Saved entries
—————

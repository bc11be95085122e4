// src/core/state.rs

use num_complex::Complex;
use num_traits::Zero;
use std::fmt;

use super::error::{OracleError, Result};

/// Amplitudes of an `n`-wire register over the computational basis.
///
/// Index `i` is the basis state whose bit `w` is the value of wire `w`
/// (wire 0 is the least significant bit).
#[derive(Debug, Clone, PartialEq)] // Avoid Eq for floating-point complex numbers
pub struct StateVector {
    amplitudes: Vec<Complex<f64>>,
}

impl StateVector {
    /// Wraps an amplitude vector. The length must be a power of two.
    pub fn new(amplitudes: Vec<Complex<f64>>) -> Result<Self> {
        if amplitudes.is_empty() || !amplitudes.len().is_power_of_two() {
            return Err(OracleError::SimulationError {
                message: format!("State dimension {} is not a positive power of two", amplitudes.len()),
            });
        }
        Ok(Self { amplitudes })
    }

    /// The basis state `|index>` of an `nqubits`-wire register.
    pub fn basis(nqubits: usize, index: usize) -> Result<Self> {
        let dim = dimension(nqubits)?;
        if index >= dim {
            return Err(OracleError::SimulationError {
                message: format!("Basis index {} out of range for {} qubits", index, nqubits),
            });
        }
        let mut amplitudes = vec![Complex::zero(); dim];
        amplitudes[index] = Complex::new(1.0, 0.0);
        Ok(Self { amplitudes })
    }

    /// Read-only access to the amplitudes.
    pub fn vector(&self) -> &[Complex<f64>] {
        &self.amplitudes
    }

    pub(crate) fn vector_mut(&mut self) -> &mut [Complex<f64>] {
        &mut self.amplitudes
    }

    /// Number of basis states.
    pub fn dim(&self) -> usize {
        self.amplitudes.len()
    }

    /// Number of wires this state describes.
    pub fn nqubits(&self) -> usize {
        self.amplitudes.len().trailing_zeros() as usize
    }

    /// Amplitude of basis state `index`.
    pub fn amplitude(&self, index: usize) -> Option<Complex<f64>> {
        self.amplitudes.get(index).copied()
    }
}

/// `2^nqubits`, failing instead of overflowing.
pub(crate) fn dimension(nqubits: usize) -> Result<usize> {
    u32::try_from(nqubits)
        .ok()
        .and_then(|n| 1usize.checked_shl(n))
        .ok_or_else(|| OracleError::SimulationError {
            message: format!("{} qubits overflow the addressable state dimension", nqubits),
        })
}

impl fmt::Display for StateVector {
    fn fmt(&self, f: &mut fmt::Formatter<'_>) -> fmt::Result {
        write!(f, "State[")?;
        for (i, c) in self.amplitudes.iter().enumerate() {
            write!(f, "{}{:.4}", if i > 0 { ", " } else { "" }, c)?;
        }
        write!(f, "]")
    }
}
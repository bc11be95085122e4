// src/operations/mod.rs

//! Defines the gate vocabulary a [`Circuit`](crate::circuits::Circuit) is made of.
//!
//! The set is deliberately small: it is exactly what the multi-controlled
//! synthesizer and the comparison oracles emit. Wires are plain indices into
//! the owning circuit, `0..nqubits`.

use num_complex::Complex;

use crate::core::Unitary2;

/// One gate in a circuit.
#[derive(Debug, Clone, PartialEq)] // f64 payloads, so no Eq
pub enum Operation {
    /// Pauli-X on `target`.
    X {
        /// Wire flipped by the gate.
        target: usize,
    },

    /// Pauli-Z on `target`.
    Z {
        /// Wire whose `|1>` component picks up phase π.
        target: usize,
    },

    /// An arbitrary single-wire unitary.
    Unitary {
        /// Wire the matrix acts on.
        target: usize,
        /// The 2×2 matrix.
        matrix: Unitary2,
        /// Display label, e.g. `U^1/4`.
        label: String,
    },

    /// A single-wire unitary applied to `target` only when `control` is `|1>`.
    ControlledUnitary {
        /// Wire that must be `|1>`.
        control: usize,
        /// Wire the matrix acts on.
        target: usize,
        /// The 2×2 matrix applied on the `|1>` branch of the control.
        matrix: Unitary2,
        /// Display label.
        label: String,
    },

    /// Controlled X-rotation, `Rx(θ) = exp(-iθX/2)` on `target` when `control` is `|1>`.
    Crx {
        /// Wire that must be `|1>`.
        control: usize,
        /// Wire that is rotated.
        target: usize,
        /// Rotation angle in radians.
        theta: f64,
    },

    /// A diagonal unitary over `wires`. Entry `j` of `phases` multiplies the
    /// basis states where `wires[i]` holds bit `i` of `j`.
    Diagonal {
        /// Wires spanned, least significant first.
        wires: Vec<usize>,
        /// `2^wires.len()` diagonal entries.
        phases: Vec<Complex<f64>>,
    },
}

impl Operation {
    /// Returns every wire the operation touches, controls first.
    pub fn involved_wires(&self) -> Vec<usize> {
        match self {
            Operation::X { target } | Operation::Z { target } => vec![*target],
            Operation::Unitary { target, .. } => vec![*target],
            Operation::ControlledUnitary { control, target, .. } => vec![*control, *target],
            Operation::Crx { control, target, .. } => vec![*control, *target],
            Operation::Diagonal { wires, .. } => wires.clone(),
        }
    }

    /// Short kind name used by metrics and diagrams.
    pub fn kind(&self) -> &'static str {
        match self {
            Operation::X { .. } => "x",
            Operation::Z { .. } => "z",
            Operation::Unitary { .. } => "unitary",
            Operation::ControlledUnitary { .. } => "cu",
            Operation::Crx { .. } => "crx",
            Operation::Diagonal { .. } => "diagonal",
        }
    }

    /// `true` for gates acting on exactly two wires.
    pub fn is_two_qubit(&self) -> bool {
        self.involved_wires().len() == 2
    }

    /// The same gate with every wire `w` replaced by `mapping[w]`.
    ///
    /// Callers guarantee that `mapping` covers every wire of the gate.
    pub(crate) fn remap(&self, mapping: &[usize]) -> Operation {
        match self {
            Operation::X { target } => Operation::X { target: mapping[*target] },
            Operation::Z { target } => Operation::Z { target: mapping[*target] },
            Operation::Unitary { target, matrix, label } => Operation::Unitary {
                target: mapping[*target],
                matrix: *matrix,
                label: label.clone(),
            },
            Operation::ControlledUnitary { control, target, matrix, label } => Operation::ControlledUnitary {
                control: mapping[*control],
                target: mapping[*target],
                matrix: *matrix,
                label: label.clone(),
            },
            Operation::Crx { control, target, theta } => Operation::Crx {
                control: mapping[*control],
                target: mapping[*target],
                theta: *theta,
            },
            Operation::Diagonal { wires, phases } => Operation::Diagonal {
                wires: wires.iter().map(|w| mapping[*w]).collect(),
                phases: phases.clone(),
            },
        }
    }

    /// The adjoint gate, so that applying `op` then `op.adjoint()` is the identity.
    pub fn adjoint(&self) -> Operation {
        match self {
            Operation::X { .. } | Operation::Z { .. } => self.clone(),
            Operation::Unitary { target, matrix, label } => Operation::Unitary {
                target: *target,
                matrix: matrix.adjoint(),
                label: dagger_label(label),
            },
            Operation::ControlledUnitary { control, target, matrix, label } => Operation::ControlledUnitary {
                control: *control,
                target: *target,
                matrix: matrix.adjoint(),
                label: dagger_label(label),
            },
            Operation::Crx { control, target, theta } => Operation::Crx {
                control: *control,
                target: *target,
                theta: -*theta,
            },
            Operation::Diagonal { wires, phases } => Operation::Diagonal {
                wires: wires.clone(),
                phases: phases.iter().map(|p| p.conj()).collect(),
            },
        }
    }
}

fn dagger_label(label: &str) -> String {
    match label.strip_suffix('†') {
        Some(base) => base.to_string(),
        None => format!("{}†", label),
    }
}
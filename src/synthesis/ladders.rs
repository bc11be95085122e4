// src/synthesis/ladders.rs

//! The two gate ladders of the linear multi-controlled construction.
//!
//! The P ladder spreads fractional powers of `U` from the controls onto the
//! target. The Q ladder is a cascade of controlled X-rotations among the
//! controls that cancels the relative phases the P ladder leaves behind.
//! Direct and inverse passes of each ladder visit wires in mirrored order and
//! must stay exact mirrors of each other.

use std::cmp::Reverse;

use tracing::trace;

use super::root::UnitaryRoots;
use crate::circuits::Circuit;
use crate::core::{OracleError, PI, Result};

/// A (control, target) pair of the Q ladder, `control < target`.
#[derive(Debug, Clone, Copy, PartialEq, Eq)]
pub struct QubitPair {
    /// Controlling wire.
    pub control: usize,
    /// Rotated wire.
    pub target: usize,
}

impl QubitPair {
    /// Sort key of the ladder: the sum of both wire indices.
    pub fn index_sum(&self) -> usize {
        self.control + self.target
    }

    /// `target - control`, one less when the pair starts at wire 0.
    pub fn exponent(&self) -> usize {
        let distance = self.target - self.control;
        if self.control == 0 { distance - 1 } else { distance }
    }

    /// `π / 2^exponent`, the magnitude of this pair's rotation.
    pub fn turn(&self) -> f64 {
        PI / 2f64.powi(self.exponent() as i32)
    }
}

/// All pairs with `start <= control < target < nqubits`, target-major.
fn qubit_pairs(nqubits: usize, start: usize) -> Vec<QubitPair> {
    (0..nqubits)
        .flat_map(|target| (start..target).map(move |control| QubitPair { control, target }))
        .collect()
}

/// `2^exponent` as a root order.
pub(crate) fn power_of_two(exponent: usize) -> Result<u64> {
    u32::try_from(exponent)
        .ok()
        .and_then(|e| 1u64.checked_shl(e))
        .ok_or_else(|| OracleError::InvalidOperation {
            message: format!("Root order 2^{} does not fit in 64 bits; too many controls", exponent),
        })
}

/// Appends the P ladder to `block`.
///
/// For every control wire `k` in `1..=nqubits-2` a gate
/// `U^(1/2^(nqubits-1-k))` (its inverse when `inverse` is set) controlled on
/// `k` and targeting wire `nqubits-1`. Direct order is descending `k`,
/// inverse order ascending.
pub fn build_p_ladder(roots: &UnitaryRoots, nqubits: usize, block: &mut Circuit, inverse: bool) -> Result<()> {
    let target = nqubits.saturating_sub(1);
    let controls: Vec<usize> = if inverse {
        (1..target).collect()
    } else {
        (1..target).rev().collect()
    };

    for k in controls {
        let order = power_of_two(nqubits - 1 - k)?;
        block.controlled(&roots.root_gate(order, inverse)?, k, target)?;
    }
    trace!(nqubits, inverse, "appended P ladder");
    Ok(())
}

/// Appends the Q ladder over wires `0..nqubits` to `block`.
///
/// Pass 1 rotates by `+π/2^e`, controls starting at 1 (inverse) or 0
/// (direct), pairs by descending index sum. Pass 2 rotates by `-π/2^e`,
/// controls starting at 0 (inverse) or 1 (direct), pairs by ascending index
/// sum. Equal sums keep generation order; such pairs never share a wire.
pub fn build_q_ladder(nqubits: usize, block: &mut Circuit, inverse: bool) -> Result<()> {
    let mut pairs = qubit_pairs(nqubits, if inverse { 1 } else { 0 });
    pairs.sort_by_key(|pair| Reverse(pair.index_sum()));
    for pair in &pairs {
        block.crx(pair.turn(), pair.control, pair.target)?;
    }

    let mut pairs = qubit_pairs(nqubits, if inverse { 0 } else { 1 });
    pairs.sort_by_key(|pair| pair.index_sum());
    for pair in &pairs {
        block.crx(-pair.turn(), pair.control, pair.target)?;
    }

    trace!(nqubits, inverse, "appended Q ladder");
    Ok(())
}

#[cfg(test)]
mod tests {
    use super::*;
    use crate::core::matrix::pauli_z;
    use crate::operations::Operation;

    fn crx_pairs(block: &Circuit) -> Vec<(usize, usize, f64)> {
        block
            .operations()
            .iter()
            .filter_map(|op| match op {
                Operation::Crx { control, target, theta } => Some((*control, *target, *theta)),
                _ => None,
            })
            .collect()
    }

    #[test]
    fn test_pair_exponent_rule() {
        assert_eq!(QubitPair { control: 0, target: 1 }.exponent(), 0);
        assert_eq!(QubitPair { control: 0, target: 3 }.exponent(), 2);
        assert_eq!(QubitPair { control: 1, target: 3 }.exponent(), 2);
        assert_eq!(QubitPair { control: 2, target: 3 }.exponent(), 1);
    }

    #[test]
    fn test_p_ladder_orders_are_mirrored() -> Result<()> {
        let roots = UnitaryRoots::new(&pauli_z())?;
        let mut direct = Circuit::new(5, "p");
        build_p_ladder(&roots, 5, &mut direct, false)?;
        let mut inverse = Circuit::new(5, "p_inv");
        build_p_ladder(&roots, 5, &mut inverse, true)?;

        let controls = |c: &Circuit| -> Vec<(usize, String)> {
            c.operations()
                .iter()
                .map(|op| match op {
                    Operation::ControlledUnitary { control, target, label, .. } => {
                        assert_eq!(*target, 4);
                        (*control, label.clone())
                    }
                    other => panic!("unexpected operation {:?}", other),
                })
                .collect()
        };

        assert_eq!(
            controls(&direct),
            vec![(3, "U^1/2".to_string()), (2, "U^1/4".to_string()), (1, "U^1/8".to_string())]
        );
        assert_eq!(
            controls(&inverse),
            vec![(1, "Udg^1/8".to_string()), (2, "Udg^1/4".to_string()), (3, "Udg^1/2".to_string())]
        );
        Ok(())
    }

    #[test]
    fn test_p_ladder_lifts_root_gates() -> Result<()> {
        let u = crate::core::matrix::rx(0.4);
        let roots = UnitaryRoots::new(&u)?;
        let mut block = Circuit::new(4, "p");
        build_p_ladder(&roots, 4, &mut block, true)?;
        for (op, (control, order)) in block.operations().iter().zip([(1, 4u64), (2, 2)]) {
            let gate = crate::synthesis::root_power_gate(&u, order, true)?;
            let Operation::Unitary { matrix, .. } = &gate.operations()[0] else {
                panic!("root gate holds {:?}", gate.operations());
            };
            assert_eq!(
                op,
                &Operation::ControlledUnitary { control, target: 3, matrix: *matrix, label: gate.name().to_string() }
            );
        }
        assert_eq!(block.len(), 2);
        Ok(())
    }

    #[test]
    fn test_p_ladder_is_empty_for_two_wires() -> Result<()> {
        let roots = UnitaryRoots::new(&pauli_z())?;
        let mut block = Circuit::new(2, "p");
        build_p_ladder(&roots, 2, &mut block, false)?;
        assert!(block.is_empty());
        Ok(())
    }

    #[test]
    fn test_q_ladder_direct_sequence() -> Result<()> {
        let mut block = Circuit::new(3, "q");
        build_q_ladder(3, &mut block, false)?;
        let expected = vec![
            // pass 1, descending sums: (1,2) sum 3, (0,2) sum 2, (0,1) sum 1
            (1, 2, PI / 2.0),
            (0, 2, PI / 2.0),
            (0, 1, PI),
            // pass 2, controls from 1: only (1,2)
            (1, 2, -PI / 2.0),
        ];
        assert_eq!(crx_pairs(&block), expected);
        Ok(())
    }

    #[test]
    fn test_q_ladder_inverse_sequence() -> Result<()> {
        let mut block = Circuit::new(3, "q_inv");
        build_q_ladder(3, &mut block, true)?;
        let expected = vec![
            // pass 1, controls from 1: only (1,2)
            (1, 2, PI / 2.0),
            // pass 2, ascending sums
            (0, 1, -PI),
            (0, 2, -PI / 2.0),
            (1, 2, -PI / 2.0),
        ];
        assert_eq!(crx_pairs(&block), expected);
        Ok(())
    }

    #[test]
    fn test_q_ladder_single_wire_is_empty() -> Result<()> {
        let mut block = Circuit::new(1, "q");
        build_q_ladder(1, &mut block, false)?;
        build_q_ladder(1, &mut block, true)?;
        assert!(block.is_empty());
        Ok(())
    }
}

—————

Copy each line above that contains the word "must".

Solution:
    /// Wraps an amplitude vector. The length must be a power of two.
        /// Wire that must be `|1>`.
        /// Wire that must be `|1>`.
//! must stay exact mirrors of each other.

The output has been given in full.